Alexandria Bombach’s On Her Shoulders is an extraordinary film about an extraordinary human being. In August 2014, the Yazidis of Northern Iraq were attacked by ISIS, who raped and killed thousands of Yazidis in what amounted to a genocide, turning countless women into sex slaves. Twenty-one-year-old Nadia Murad survived and later escaped the horror and has been on a mission ever since, traveling around the world to share her story in order to save and protect this ethno-religious minority, who have been scattered throughout refugee camps. “What must be done so a woman will not be a victim of war?” she demands. For a year, Bombach followed Nadia and Murad Ismael, executive director of Yazda, a global organization dedicated to supporting the Yazidis and other vulnerable groups, as Nadia met with media and politicians while hoping to be able to address the UN General Assembly. They go to Canada, Germany, Greece, and America, occasionally joined by human rights lawyer Amal Clooney, Yazda deputy executive director Ahmed Khudida Burjus, and former International Criminal Court prosecutor Luis Moreno Ocampo, as she makes her case to anyone who will listen.

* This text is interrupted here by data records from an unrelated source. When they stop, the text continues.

impl ShardIndexManager {
    /// Open every shard file of the instance described by `config`
    pub fn open(
        config: &CacheConfig,
        provider: &dyn FileProvider,
        metrics: Arc<CacheMetrics>,
    ) -> Result<Self> {
        let mut files = Vec::with_capacity(config.nbr_files * config.nbr_hash);
        for file in 0..config.nbr_files {
            for bucket in 0..config.nbr_hash {
                files.push(provider.open(&config.shard_file_path(file, bucket))?);
            }
        }

        Ok(Self {
            nbr_files: config.nbr_files,
            nbr_hash: config.nbr_hash,
            resident_limit: config.shard_resident_limit,
            resident: (0..files.len()).map(|_| None).collect(),
            files,
            state: IndexState::Idle,
            task: None,
            metrics,
        })
    }

    /// Current sub-state
    pub fn state(&self) -> IndexState {
        self.state
    }

    /// Check if no operation is in progress
    pub fn is_idle(&self) -> bool {
        self.task.is_none()
    }

    /// Shard files indexing data file `file`
    pub fn shard_files(&self, file: usize) -> &[Arc<dyn BlockFile>] {
        &self.files[file * self.nbr_hash..(file + 1) * self.nbr_hash]
    }

    /// Bytes used on disk by the shards of `file`
    pub fn shard_bytes(&self, file: usize) -> u64 {
        self.shard_files(file).iter().map(|f| f.len()).sum()
    }

    /// Resident copy of a shard, if loaded
    pub fn resident(&self, file: usize, bucket: usize) -> Option<&ShardIndex> {
        self.resident[self.slot(file, bucket)].as_ref()
    }

    /// Data file owning the most recently modified shard file
    pub fn most_recent_file(&self) -> Option<usize> {
        self.files
            .iter()
            .enumerate()
            .filter_map(|(idx, file)| file.modified().map(|time| (idx, time)))
            .max_by_key(|(_, time)| *time)
            .map(|(idx, _)| idx / self.nbr_hash)
    }

    /// Drop the resident shards of `file`
    pub fn clear_index(&mut self, file: usize) {
        let start = file * self.nbr_hash;
        for slot in &mut self.resident[start..start + self.nbr_hash] {
            *slot = None;
        }
    }

    /// Truncate the shard files of `file` and drop their resident copies
    pub fn clear_file_shards(&mut self, file: usize) {
        for shard in self.shard_files(file) {
            if let Err(e) = shard.clear() {
                warn!(path = %shard.path().display(), error = %e, "Failed to clear shard file");
            }
        }
        self.clear_index(file);
    }

    /// Look for `descriptor` in up to `max_files` files, walking backward
    /// from `start_file`
    pub fn find(&mut self, descriptor: &Descriptor, start_file: usize, max_files: usize) -> IndexStep {
        self.begin(Task::Find {
            descriptor: descriptor.clone(),
            bucket: descriptor.bucket(self.nbr_hash),
            file: start_file % self.nbr_files,
            remaining: max_files.clamp(1, self.nbr_files),
        })
    }

    /// Record that `descriptor` lives at `entry` in data file `file`
    pub fn update_map_index(&mut self, file: usize, descriptor: &Descriptor, entry: ShardEntry) -> IndexStep {
        self.begin(Task::Write {
            descriptor: descriptor.clone(),
            bucket: descriptor.bucket(self.nbr_hash),
            file,
            entry,
        })
    }

    /// Erase `descriptor` from the shards of every file
    pub fn remove(&mut self, descriptor: &Descriptor) -> IndexStep {
        self.begin(Task::Remove {
            descriptor: descriptor.clone(),
            bucket: descriptor.bucket(self.nbr_hash),
            file: 0,
        })
    }

    /// Resume the current operation with the completion of its request
    pub fn on_completion(&mut self, completion: IoCompletion) -> IndexStep {
        let Some(task) = self.task.as_ref() else {
            warn!("Shard completion arrived with no operation in progress");
            return IndexStep::Idle;
        };
        let (file, bucket) = task.location();
        let slot = self.slot(file, bucket);

        match self.state {
            IndexState::ReadingLength(mode) => {
                if completion == IoCompletion::Failed {
                    warn!(file, bucket, "Failed to read shard length");
                    return self.skip_unreadable();
                }
                let prefix = completion.into_bytes();
                match parse_length_prefix(&prefix) {
                    Some(len) if (4..=MAX_SHARD_BODY_LEN).contains(&len) => {
                        trace!(file, bucket, len, "Reading shard body");
                        self.state = IndexState::ReadingBody { mode, len };
                        return IndexStep::Io(IoRequest::new(
                            Arc::clone(&self.files[slot]),
                            IoOp::Read {
                                pos: FilePos::Start(SHARD_LENGTH_PREFIX as u64),
                                len,
                            },
                        ));
                    }
                    Some(len) => {
                        warn!(file, bucket, len, "Shard length out of range, using an empty shard");
                    }
                    None if !prefix.is_empty() => {
                        warn!(file, bucket, "Short shard header, using an empty shard");
                    }
                    None => {}
                }
                self.load(slot, ShardIndex::new());
                self.advance()
            }
            IndexState::ReadingBody { len, .. } => {
                if completion == IoCompletion::Failed {
                    warn!(file, bucket, "Failed to read shard body");
                    return self.skip_unreadable();
                }
                let body = completion.into_bytes();
                let shard = if body.len() < len {
                    warn!(file, bucket, expected = len, got = body.len(), "Short shard body, using an empty shard");
                    ShardIndex::new()
                } else {
                    ShardIndex::decode_body(&body[..len]).unwrap_or_else(|e| {
                        warn!(file, bucket, error = %e, "Corrupt shard, using an empty shard");
                        ShardIndex::new()
                    })
                };
                self.load(slot, shard);
                self.advance()
            }
            IndexState::WritingIndex { mode, len } => {
                let written = completion.written();
                let failed = written != len;
                if failed {
                    warn!(file, bucket, expected = len, written, "Shard write failed");
                    self.resident[slot] = None;
                } else if len > self.resident_limit {
                    debug!(file, bucket, len, "Dropping large shard from memory");
                    self.resident[slot] = None;
                }
                self.state = IndexState::Idle;

                match mode {
                    IndexMode::Removing => {
                        if self.next_remove_file() {
                            self.advance()
                        } else {
                            IndexStep::RemoveComplete
                        }
                    }
                    IndexMode::Writing | IndexMode::Finding => {
                        self.finish();
                        if failed {
                            IndexStep::IndexFailed
                        } else {
                            IndexStep::IndexWritten
                        }
                    }
                }
            }
            IndexState::Idle => {
                warn!(file, bucket, "Unexpected shard completion");
                IndexStep::Idle
            }
        }
    }

    fn slot(&self, file: usize, bucket: usize) -> usize {
        file * self.nbr_hash + bucket
    }

    fn begin(&mut self, task: Task) -> IndexStep {
        debug_assert!(self.task.is_none(), "shard operation already in progress");
        trace!(mode = ?task.mode(), "Starting shard operation");
        self.task = Some(task);
        self.state = IndexState::Idle;
        self.advance()
    }

    fn finish(&mut self) {
        self.task = None;
        self.state = IndexState::Idle;
    }

    fn load(&mut self, slot: usize, shard: ShardIndex) {
        self.metrics.record_shard_load();
        self.resident[slot] = Some(shard);
        self.state = IndexState::Idle;
    }

    /// Move a removal sweep to the next file; false once all were visited
    fn next_remove_file(&mut self) -> bool {
        if let Some(Task::Remove { file, .. }) = self.task.as_mut() {
            *file += 1;
            if *file < self.nbr_files {
                return true;
            }
        }
        self.finish();
        false
    }

    /// Give up on a shard whose file could not be read
    ///
    /// Nothing is loaded, so the shard is read again next time. A search
    /// moves on to the next file, a removal sweep skips this file and a
    /// write leaves the shard file as it is.
    fn skip_unreadable(&mut self) -> IndexStep {
        self.state = IndexState::Idle;
        let Some(mode) = self.task.as_ref().map(Task::mode) else {
            return IndexStep::Idle;
        };
        match mode {
            IndexMode::Finding => {
                let nbr_files = self.nbr_files;
                let mut exhausted = true;
                if let Some(Task::Find { file, remaining, .. }) = self.task.as_mut() {
                    *remaining -= 1;
                    *file = (*file + nbr_files - 1) % nbr_files;
                    exhausted = *remaining == 0;
                }
                if exhausted {
                    self.finish();
                    IndexStep::NotFound
                } else {
                    self.advance()
                }
            }
            IndexMode::Removing => {
                if self.next_remove_file() {
                    self.advance()
                } else {
                    IndexStep::RemoveComplete
                }
            }
            IndexMode::Writing => {
                self.finish();
                IndexStep::IndexFailed
            }
        }
    }

    /// Run the current task against resident shards until it needs I/O or
    /// finishes
    fn advance(&mut self) -> IndexStep {
        loop {
            let Some(task) = self.task.as_mut() else {
                return IndexStep::Idle;
            };
            let (file, bucket) = task.location();
            let slot = file * self.nbr_hash + bucket;

            let Some(shard) = self.resident[slot].as_mut() else {
                let mode = task.mode();
                trace!(file, bucket, ?mode, "Loading shard");
                self.state = IndexState::ReadingLength(mode);
                return IndexStep::Io(IoRequest::new(
                    Arc::clone(&self.files[slot]),
                    IoOp::Read {
                        pos: FilePos::Start(0),
                        len: SHARD_LENGTH_PREFIX,
                    },
                ));
            };

            let visit = match task {
                Task::Find {
                    descriptor,
                    file,
                    remaining,
                    ..
                } => match shard.get(descriptor) {
                    Some(entry) => Visit::Hit(*file, entry),
                    None => {
                        *remaining -= 1;
                        if *remaining == 0 {
                            Visit::Exhausted
                        } else {
                            *file = (*file + self.nbr_files - 1) % self.nbr_files;
                            continue;
                        }
                    }
                },
                Task::Write {
                    descriptor, entry, ..
                } => {
                    shard.insert(descriptor.clone(), *entry);
                    Visit::Rewrite
                }
                Task::Remove { descriptor, .. } => {
                    if shard.remove(descriptor).is_some() {
                        Visit::Rewrite
                    } else {
                        Visit::NextFile
                    }
                }
            };

            match visit {
                Visit::Hit(file, entry) => {
                    self.finish();
                    return IndexStep::Found { file, entry };
                }
                Visit::Exhausted => {
                    self.finish();
                    return IndexStep::NotFound;
                }
                Visit::Rewrite => return self.write_shard(slot),
                Visit::NextFile => {
                    if !self.next_remove_file() {
                        return IndexStep::RemoveComplete;
                    }
                }
            }
        }
    }

    fn write_shard(&mut self, slot: usize) -> IndexStep {
        let data = self.resident[slot]
            .as_ref()
            .map(ShardIndex::encode)
            .unwrap_or_default();
        let mode = self
            .task
            .as_ref()
            .map(Task::mode)
            .unwrap_or(IndexMode::Writing);
        self.state = IndexState::WritingIndex {
            mode,
            len: data.len(),
        };
        IndexStep::Io(IoRequest::new(
            Arc::clone(&self.files[slot]),
            IoOp::Rewrite { data },
        ))
    }
}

Nadia is not a born activist; she has taken up the cause because she can’t see any other option. In the process, however, she has become a remarkable speaker and a reluctant hero to her people, but it takes a toll on her. As she tells her story, she must relive over and over again the atrocities she personally experienced and meet with men, women, and children who are suffering terribly and often break down into tears upon just being in her presence. “As a girl, I wish I didn’t have to tell the people this happened to me. I mean, I wish it hadn’t happened to me so I wouldn’t have to talk about it,” she explains. “I wish people knew me as an excellent seamstress, as an excellent athlete, as an excellent makeup artist, as an excellent farmer. I didn’t want people to know me as a victim of ISIS terrorism.”

On Her Shoulders

Nadia Murad and Murad Ismael stand tall in Alexandria Bombach’s extraordinary On Her Shoulders

Bombach, who directed, edited, and photographed the film — using a small, handheld Canon EOS 5D Mark III to be as unobtrusive as possible — treats Nadia with a deep respect and sensitivity, being very careful not to exploit her even further, nor does she put her on a pedestal. She focuses her camera on Nadia’s striking face and her expressive eyes, which are filled with a mix of horror and hope, tired beyond their years. Throughout the film, Bombach (Frame by Frame, Common Ground) includes clips of an interview she conducted with Nadia near the end of their time together. Nadia’s long black hair and black top nearly fade into the black background, her face and neckline prominent as she speaks openly and honestly about her mission. Nadia barely ever allows herself to smile, refusing to feel joy when there is still so much work to be done; she will not stop until there is justice and accountability for what is happening to the Yazidis. It’s heartbreaking when she says, “I can’t bear to live this kind of life.” In a rare moment out of the public spotlight, she is in a kitchen cooking, and it is absolutely delightful, a much-needed break from the intense pressure that hovers over her. On Her Shoulders is a deeply affecting, heart-wrenching film that will leave you emotionally exhausted but also energized to take action. “I want women and girls to see themselves as something special,” Nadia — who was awarded the 2018 Nobel Peace Prize — says, refusing to acknowledge that she herself is special indeed. Winner of numerous festival awards, On Her Shoulders opens October 19 at Village East, with Bombach participating in several Q&As on Friday, Saturday, and Sunday.